The draft's authors hope their proposal goes through and IoT device vendors will have a set of rules at their disposal for creating and deploying more secure update mechanisms.

IoT security experts weigh in

Ken Munro, security researcher for Pen Test Partners, a UK-based penetration testing and cyber-security firm, believes the draft is on the right track.

"It's a good start," Munro told Bleeping Computer via email after reviewing a copy of the draft with his team. "A lot of thought has gone in to it, however there are issues."

"Our main criticism is that, while it mentions payload encryption, it does not require it," Munro said, pointing out the draft's language that leaves payload encryption as optional, at the vendor's choice.

"This could allow someone to still read the firmware in order to find potential security flaws," Munro said. Furthermore, the expert sees some other potential issues.

"Failed firmware updates should ideally cause the device to boot to a stub firmware on the device that allows the owner of the device to re-apply the firmware update. This could be part of the minimal bootloader [...]. This would mitigate issues with having [...] two full copies of the firmware in memory."

Another issue that Munro and the Pen Test crew had a problem with was the wording of "Rollback attacks must be prevented."

"This isn't well defined," Munro said. "Rollback can be really important - let's say that an update causes your vehicle to malfunction. You as the user would want to trigger a rollback to the previous stable firmware so you can drive the car."

"Rollback attacks typically cause the device to roll back to a known insecure firmware version. However, simply preventing rollback [in general] is a bad idea."

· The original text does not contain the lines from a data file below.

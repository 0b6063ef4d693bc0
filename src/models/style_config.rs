//! Immutable card style configuration snapshot.
//!
//! A `StyleConfig` is built once, at the settings boundary, through
//! [`StyleConfigBuilder`]. It has no setters: every resolution receives the
//! same snapshot and nothing it does can change it.

use crate::models::{CategoryId, CategorySet, SizeConstraints, Variant, Viewport};
use anyhow::Result;
use serde::Serialize;
use std::fmt;

/// Which variant wins when a category is in both the list and grid sets.
///
/// Two settings schemes in the wild disagree on this, so it is always an
/// explicit input.
#[derive(Debug, Clone, Copy, PartialEq, Eq, Serialize)]
#[serde(rename_all = "kebab-case")]
pub enum TieBreak {
    /// `list` has priority
    ListWins,
    /// `grid` has priority
    GridWins,
}

impl TieBreak {
    /// The variant this policy picks for a category in both sets.
    pub const fn winner(self) -> Variant {
        match self {
            Self::ListWins => Variant::List,
            Self::GridWins => Variant::Grid,
        }
    }
}

impl fmt::Display for TieBreak {
    fn fmt(&self, f: &mut fmt::Formatter<'_>) -> fmt::Result {
        match self {
            Self::ListWins => f.write_str("list wins"),
            Self::GridWins => f.write_str("grid wins"),
        }
    }
}

/// What an unconfigured viewport resolves to.
#[derive(Debug, Clone, Copy, PartialEq, Eq, Serialize)]
#[serde(rename_all = "kebab-case", tag = "policy", content = "variant")]
pub enum DefaultPolicy {
    /// Use this variant for every category
    Fallback(Variant),
    /// Show no cards
    Disabled,
}

impl DefaultPolicy {
    /// The variant produced by this policy.
    pub const fn variant(self) -> Variant {
        match self {
            Self::Fallback(variant) => variant,
            Self::Disabled => Variant::None,
        }
    }
}

impl fmt::Display for DefaultPolicy {
    fn fmt(&self, f: &mut fmt::Formatter<'_>) -> fmt::Result {
        match self {
            Self::Fallback(variant) => write!(f, "fallback to {variant}"),
            Self::Disabled => f.write_str("disabled"),
        }
    }
}

/// Per-category membership sets for one viewport.
#[derive(Debug, Clone, Default, PartialEq, Eq, Serialize)]
pub struct Membership {
    /// Categories rendered as `list`
    pub list: CategorySet,
    /// Categories rendered as `grid`
    pub grid: CategorySet,
}

impl Membership {
    /// Creates a membership rule from the two sets.
    pub fn new(list: CategorySet, grid: CategorySet) -> Self {
        Self { list, grid }
    }

    /// True when neither set has members.
    pub fn is_empty(&self) -> bool {
        self.list.is_empty() && self.grid.is_empty()
    }

    /// Looks a category up in both sets.
    ///
    /// Returns `None` when the category is in neither set.
    pub fn lookup(&self, category: CategoryId, tie_break: TieBreak) -> Option<Variant> {
        match (self.list.contains(category), self.grid.contains(category)) {
            (true, true) => Some(tie_break.winner()),
            (true, false) => Some(Variant::List),
            (false, true) => Some(Variant::Grid),
            (false, false) => None,
        }
    }
}

/// How one viewport picks its variant.
#[derive(Debug, Clone, Default, PartialEq, Eq, Serialize)]
#[serde(rename_all = "kebab-case", tag = "rule")]
pub enum ViewportRule {
    /// Nothing configured; the default policy applies
    #[default]
    Unset,
    /// One style token for every category
    Global {
        /// Variant applied to all categories
        variant: Variant,
    },
    /// Per-category list/grid sets
    Membership(Membership),
}

impl ViewportRule {
    /// Shorthand for a global rule.
    pub const fn global(variant: Variant) -> Self {
        Self::Global { variant }
    }

    /// Shorthand for a membership rule.
    pub fn membership(list: CategorySet, grid: CategorySet) -> Self {
        Self::Membership(Membership::new(list, grid))
    }
}

impl fmt::Display for ViewportRule {
    fn fmt(&self, f: &mut fmt::Formatter<'_>) -> fmt::Result {
        match self {
            Self::Unset => f.write_str("unset"),
            Self::Global { variant } => write!(f, "all categories {variant}"),
            Self::Membership(m) => write!(f, "list [{}], grid [{}]", m.list, m.grid),
        }
    }
}

/// Validated card style settings.
#[derive(Debug, Clone, PartialEq, Eq, Serialize)]
pub struct StyleConfig {
    desktop: ViewportRule,
    mobile: ViewportRule,
    tie_break: TieBreak,
    default_policy: DefaultPolicy,
    constraints: SizeConstraints,
}

impl StyleConfig {
    /// Starts a builder. Both policies are required up front.
    pub fn builder(tie_break: TieBreak, default_policy: DefaultPolicy) -> StyleConfigBuilder {
        StyleConfigBuilder::new(tie_break, default_policy)
    }

    /// Rule for a viewport.
    pub const fn rule(&self, viewport: Viewport) -> &ViewportRule {
        match viewport {
            Viewport::Desktop => &self.desktop,
            Viewport::Mobile => &self.mobile,
        }
    }

    /// Tie-break policy.
    pub const fn tie_break(&self) -> TieBreak {
        self.tie_break
    }

    /// Default policy.
    pub const fn default_policy(&self) -> DefaultPolicy {
        self.default_policy
    }

    /// Enabled size constraints.
    pub const fn constraints(&self) -> &SizeConstraints {
        &self.constraints
    }

    /// True when a membership rule on either viewport names a category.
    pub fn has_members(&self) -> bool {
        [&self.desktop, &self.mobile]
            .into_iter()
            .any(|rule| matches!(rule, ViewportRule::Membership(m) if !m.is_empty()))
    }
}

/// Builder for [`StyleConfig`].
///
/// # Examples
///
/// ```
/// use topic_cards::models::{
///     CategorySet, DefaultPolicy, StyleConfig, TieBreak, Variant, ViewportRule,
/// };
///
/// let (list, _) = CategorySet::parse_list("5");
/// let config = StyleConfig::builder(TieBreak::GridWins, DefaultPolicy::Fallback(Variant::List))
///     .desktop(ViewportRule::membership(list, CategorySet::new()))
///     .mobile(ViewportRule::global(Variant::Grid))
///     .max_height(275)
///     .build()
///     .unwrap();
/// assert_eq!(config.constraints().max_height, Some(275));
/// ```
#[derive(Debug, Clone)]
pub struct StyleConfigBuilder {
    desktop: ViewportRule,
    mobile: ViewportRule,
    tie_break: TieBreak,
    default_policy: DefaultPolicy,
    constraints: SizeConstraints,
}

impl StyleConfigBuilder {
    /// Creates a builder with both viewports unset and no constraints.
    pub fn new(tie_break: TieBreak, default_policy: DefaultPolicy) -> Self {
        Self {
            desktop: ViewportRule::Unset,
            mobile: ViewportRule::Unset,
            tie_break,
            default_policy,
            constraints: SizeConstraints::default(),
        }
    }

    /// Sets the desktop rule.
    pub fn desktop(mut self, rule: ViewportRule) -> Self {
        self.desktop = rule;
        self
    }

    /// Sets the mobile rule.
    pub fn mobile(mut self, rule: ViewportRule) -> Self {
        self.mobile = rule;
        self
    }

    /// Enables the max-height constraint.
    pub fn max_height(mut self, px: u32) -> Self {
        self.constraints.max_height = Some(px);
        self
    }

    /// Enables the max-width constraint.
    pub fn max_width(mut self, px: u32) -> Self {
        self.constraints.max_width = Some(px);
        self
    }

    /// Enables the grid-height constraint.
    pub fn grid_height(mut self, px: u32) -> Self {
        self.constraints.grid_height = Some(px);
        self
    }

    /// Validates and freezes the configuration.
    ///
    /// # Errors
    ///
    /// Returns an error if an enabled constraint has a zero pixel value.
    pub fn build(self) -> Result<StyleConfig> {
        for (constraint, px) in self.constraints.enabled() {
            if px == 0 {
                anyhow::bail!("{} is enabled but its value is 0px", constraint.class_name());
            }
        }

        Ok(StyleConfig {
            desktop: self.desktop,
            mobile: self.mobile,
            tie_break: self.tie_break,
            default_policy: self.default_policy,
            constraints: self.constraints,
        })
    }
}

One more point of content for the Pen Test crew was the section regarding flash write exhaustion attacks.

"Flash exhaustion is an important point," Munro told Bleeping. "What's missing here is the message that devices should have many times the flash memory available for any conceivable future update. Rollback may require several firmware images to be held on the device, so limiting memory to the minimum required on grounds of cost is a receipe for future disaster."

Munro: Not perfect, but a good starting point

Last but not least, Munro raised the issue that the IETF draft does not explicitly mention how vendors should interpret the "verify" and "validate" terms.

"Whilst one can figure out what they mean with these terms in the context they are used, this leads to ambiguity," Munro explained. "Ambiguity in RFCs can lead to security issues."

"Generally, the draft RFC is light on detail and specifics. To be honest, it raises more questions than it answers," Munro said, but also added that "it's a good start for an RFC!"